§ **Instructions for the task**: Two lines in the listing below mark the span: one contains "pub use bounding_box::BoundingBoxTriangleSelector;" and one contains "and report everything.". Reproduce both of them and everything between, exactly.

____ Information given

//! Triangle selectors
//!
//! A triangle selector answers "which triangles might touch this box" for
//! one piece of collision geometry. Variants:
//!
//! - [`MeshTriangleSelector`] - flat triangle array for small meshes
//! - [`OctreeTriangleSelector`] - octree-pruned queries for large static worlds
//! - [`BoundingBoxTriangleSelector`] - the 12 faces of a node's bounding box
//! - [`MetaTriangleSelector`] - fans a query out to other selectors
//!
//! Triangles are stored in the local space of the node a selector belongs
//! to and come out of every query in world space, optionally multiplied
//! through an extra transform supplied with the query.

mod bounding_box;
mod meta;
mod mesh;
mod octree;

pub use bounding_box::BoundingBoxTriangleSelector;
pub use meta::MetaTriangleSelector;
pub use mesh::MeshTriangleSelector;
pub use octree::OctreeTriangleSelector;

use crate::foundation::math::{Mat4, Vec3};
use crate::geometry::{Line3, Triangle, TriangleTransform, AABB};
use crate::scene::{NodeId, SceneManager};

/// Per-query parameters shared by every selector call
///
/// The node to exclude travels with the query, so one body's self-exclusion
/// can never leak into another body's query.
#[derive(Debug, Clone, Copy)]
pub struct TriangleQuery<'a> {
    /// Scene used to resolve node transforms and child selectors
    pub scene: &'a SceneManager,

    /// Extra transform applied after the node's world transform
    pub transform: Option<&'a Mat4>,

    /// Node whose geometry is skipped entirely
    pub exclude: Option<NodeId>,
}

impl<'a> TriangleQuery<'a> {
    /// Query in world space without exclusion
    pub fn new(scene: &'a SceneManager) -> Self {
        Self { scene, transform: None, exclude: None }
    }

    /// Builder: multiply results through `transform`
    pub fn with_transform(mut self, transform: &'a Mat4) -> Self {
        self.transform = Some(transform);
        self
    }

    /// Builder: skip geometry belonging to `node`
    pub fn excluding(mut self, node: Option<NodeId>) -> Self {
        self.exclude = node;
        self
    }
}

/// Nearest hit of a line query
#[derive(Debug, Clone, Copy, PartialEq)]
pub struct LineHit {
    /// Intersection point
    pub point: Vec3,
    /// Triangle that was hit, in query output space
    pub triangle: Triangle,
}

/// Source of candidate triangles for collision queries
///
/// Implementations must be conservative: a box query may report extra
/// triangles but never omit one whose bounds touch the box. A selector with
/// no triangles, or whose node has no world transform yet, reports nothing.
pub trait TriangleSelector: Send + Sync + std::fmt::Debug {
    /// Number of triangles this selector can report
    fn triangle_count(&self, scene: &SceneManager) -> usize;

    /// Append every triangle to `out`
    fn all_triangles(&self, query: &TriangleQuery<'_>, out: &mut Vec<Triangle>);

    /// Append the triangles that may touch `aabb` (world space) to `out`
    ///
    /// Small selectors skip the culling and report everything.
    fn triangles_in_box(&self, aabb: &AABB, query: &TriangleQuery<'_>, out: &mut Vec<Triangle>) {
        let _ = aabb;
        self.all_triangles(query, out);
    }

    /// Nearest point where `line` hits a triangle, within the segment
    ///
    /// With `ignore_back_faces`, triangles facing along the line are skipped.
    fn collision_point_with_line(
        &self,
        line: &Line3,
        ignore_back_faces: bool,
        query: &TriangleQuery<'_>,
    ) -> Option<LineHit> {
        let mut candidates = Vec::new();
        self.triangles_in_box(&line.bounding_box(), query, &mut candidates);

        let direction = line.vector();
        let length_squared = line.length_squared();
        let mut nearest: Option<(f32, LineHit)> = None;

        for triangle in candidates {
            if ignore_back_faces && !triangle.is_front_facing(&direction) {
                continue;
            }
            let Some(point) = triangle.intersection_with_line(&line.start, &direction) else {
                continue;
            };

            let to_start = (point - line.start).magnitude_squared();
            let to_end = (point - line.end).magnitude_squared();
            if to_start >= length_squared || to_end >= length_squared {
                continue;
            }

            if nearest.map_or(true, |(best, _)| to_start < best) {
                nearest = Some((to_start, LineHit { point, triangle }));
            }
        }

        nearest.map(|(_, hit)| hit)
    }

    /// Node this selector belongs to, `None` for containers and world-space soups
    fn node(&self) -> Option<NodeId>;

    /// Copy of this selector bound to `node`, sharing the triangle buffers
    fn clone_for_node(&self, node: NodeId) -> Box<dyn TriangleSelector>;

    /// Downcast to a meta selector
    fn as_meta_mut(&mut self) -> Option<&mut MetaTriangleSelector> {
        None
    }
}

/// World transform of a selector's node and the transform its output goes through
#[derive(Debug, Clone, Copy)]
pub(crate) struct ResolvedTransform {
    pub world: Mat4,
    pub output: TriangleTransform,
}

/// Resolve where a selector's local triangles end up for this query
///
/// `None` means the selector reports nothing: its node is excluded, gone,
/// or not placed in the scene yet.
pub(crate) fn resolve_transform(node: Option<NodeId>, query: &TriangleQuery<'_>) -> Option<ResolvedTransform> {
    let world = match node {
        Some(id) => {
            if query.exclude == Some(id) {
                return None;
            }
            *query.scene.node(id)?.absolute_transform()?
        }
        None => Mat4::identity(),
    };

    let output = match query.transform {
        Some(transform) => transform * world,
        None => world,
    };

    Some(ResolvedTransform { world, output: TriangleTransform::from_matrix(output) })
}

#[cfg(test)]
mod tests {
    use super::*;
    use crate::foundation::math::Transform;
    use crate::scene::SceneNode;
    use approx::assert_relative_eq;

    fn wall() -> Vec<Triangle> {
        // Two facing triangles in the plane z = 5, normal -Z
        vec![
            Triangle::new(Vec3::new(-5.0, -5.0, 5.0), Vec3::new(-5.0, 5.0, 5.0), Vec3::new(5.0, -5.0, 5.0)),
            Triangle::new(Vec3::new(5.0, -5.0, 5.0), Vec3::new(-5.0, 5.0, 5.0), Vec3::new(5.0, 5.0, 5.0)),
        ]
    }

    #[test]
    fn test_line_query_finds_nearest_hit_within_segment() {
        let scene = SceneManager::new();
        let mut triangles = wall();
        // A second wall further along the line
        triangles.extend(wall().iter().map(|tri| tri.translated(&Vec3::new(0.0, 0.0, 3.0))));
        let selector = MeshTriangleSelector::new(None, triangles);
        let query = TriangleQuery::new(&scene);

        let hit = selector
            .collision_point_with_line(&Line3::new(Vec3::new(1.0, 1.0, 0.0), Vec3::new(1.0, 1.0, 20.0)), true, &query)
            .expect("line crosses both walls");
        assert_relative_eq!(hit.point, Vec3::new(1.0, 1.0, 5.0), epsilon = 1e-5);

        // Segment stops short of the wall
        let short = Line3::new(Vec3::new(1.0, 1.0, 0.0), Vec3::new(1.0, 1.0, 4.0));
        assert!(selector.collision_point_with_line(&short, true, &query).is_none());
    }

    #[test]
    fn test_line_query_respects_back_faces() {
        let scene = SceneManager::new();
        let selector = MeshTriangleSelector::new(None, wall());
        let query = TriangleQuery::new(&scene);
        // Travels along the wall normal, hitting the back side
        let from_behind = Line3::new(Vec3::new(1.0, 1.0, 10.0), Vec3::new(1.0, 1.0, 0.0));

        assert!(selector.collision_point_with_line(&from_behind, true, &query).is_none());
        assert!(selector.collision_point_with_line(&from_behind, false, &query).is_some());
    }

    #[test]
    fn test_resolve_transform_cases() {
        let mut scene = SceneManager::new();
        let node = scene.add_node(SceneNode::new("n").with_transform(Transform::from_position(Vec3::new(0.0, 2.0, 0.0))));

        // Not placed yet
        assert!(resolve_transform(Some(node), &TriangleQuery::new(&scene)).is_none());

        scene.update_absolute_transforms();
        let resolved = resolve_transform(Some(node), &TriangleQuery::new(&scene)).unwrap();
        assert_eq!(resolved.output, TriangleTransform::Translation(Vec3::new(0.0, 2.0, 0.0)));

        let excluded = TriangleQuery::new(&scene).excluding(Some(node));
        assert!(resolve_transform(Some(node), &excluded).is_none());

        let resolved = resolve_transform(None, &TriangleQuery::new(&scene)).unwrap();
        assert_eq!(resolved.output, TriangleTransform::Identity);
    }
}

________

§ **Problem solution**:
pub use bounding_box::BoundingBoxTriangleSelector;
pub use meta::MetaTriangleSelector;
pub use mesh::MeshTriangleSelector;
pub use octree::OctreeTriangleSelector;

use crate::foundation::math::{Mat4, Vec3};
use crate::geometry::{Line3, Triangle, TriangleTransform, AABB};
use crate::scene::{NodeId, SceneManager};

/// Per-query parameters shared by every selector call
///
/// The node to exclude travels with the query, so one body's self-exclusion
/// can never leak into another body's query.
#[derive(Debug, Clone, Copy)]
pub struct TriangleQuery<'a> {
    /// Scene used to resolve node transforms and child selectors
    pub scene: &'a SceneManager,

    /// Extra transform applied after the node's world transform
    pub transform: Option<&'a Mat4>,

    /// Node whose geometry is skipped entirely
    pub exclude: Option<NodeId>,
}

impl<'a> TriangleQuery<'a> {
    /// Query in world space without exclusion
    pub fn new(scene: &'a SceneManager) -> Self {
        Self { scene, transform: None, exclude: None }
    }

    /// Builder: multiply results through `transform`
    pub fn with_transform(mut self, transform: &'a Mat4) -> Self {
        self.transform = Some(transform);
        self
    }

    /// Builder: skip geometry belonging to `node`
    pub fn excluding(mut self, node: Option<NodeId>) -> Self {
        self.exclude = node;
        self
    }
}

/// Nearest hit of a line query
#[derive(Debug, Clone, Copy, PartialEq)]
pub struct LineHit {
    /// Intersection point
    pub point: Vec3,
    /// Triangle that was hit, in query output space
    pub triangle: Triangle,
}

/// Source of candidate triangles for collision queries
///
/// Implementations must be conservative: a box query may report extra
/// triangles but never omit one whose bounds touch the box. A selector with
/// no triangles, or whose node has no world transform yet, reports nothing.
pub trait TriangleSelector: Send + Sync + std::fmt::Debug {
    /// Number of triangles this selector can report
    fn triangle_count(&self, scene: &SceneManager) -> usize;

    /// Append every triangle to `out`
    fn all_triangles(&self, query: &TriangleQuery<'_>, out: &mut Vec<Triangle>);

    /// Append the triangles that may touch `aabb` (world space) to `out`
    ///
    /// Small selectors skip the culling and report everything.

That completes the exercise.